** Opening Listed records block **

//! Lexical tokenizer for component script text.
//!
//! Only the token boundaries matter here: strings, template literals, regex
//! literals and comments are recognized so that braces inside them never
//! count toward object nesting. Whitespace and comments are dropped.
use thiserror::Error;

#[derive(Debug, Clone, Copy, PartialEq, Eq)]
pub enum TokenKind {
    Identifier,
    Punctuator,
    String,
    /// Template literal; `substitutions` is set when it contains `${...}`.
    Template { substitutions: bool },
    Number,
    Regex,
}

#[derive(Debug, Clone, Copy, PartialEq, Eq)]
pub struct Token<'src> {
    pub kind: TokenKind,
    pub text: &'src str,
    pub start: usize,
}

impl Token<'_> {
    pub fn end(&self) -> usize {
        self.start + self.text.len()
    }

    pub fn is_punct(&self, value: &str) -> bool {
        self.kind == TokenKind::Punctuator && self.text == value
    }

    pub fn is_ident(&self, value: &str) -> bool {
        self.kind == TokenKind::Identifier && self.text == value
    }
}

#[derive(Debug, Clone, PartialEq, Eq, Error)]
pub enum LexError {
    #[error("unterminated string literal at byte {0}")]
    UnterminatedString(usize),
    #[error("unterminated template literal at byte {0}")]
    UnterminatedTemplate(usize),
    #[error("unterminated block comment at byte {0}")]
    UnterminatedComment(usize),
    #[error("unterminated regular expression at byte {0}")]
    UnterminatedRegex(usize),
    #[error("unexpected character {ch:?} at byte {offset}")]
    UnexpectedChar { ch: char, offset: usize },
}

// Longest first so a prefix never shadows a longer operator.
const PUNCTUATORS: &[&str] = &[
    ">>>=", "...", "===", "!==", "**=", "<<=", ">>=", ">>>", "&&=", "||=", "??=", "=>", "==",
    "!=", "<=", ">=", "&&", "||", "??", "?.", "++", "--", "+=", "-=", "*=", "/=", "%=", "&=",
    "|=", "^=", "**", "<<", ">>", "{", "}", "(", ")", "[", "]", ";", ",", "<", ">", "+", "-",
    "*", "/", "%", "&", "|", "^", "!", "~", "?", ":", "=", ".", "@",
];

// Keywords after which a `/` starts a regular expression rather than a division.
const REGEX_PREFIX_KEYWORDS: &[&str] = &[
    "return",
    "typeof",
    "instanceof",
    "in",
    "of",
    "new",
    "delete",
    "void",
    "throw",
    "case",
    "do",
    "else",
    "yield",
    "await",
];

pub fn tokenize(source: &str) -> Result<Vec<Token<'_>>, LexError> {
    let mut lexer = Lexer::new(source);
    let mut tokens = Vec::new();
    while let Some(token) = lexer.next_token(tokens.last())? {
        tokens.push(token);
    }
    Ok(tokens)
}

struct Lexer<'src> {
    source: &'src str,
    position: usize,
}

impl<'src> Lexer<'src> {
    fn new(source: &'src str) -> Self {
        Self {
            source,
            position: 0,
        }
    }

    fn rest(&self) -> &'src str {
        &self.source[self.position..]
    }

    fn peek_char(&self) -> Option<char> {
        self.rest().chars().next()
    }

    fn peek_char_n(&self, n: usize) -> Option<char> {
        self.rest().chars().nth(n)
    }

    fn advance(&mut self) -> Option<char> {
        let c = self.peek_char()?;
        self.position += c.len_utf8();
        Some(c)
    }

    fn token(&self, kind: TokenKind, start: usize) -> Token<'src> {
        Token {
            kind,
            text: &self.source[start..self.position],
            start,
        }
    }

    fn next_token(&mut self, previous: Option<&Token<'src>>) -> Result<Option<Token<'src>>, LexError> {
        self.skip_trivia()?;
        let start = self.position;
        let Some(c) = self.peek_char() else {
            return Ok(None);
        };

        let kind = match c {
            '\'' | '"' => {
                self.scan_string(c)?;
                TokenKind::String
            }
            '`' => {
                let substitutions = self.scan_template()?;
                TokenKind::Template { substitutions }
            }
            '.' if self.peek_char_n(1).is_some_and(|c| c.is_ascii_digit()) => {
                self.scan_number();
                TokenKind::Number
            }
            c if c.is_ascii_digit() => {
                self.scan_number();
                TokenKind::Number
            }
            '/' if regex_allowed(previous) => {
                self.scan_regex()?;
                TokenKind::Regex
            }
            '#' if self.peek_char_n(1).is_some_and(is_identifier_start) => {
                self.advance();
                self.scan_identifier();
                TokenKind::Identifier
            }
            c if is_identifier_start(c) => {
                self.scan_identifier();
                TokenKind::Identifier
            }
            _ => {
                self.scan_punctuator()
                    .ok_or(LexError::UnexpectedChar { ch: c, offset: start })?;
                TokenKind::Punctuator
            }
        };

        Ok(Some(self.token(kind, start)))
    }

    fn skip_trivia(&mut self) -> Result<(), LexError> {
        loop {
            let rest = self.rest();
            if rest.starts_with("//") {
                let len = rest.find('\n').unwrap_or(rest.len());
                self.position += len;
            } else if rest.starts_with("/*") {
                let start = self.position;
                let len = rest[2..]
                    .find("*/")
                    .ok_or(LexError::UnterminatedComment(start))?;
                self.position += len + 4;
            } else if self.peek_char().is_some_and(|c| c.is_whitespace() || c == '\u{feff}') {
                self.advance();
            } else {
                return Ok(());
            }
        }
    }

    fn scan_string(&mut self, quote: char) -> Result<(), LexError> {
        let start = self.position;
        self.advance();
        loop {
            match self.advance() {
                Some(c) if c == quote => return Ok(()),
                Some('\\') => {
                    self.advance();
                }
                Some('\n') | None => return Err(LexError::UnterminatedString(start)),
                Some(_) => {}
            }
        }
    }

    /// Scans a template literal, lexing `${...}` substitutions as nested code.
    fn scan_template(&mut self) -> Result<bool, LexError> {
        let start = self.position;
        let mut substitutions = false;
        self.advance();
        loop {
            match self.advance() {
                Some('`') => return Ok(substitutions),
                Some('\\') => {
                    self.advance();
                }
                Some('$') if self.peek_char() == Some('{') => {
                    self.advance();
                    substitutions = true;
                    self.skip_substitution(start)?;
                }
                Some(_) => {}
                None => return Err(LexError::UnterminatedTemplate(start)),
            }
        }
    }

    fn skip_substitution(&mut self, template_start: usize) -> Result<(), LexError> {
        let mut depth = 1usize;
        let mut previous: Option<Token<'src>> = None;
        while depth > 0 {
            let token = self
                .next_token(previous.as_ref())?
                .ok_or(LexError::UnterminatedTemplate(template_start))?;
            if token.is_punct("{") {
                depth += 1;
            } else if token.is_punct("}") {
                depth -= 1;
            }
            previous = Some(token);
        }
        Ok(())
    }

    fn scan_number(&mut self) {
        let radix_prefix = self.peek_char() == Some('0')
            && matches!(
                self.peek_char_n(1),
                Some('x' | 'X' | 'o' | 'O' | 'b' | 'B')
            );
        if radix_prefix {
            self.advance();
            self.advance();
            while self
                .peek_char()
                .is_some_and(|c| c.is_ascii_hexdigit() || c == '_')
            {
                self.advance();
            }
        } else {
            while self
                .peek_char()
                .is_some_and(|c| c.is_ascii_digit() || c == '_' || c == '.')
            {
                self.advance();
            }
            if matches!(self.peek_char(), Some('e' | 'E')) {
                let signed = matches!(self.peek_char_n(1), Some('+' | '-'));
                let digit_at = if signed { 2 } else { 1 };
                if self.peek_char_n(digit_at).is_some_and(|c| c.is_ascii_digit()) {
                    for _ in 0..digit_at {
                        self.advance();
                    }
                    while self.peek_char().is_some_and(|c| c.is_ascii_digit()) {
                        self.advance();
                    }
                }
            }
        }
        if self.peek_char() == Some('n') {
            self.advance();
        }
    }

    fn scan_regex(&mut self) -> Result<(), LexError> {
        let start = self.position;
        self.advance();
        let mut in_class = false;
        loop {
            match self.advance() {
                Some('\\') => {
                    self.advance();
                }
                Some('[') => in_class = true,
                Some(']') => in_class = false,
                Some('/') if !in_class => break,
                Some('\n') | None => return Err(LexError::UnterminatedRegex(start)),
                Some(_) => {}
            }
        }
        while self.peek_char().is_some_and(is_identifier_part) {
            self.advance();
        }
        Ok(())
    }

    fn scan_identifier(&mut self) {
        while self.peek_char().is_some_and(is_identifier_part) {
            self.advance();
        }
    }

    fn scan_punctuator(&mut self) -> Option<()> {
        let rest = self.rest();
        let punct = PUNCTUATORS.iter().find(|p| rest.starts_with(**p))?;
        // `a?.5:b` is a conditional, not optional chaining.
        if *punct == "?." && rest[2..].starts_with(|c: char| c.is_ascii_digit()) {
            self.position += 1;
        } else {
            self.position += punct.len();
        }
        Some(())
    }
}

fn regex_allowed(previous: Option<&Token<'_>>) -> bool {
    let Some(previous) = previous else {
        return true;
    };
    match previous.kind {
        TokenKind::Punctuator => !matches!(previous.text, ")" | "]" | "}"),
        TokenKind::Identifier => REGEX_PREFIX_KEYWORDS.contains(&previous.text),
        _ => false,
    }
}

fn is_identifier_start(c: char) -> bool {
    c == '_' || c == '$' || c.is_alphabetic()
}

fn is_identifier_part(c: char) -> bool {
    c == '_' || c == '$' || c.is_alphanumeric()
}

** Closing Listed records block **

Exercise brief
Only a number should be returned: the count of lines above that include "expression".

Solution for this exercise
2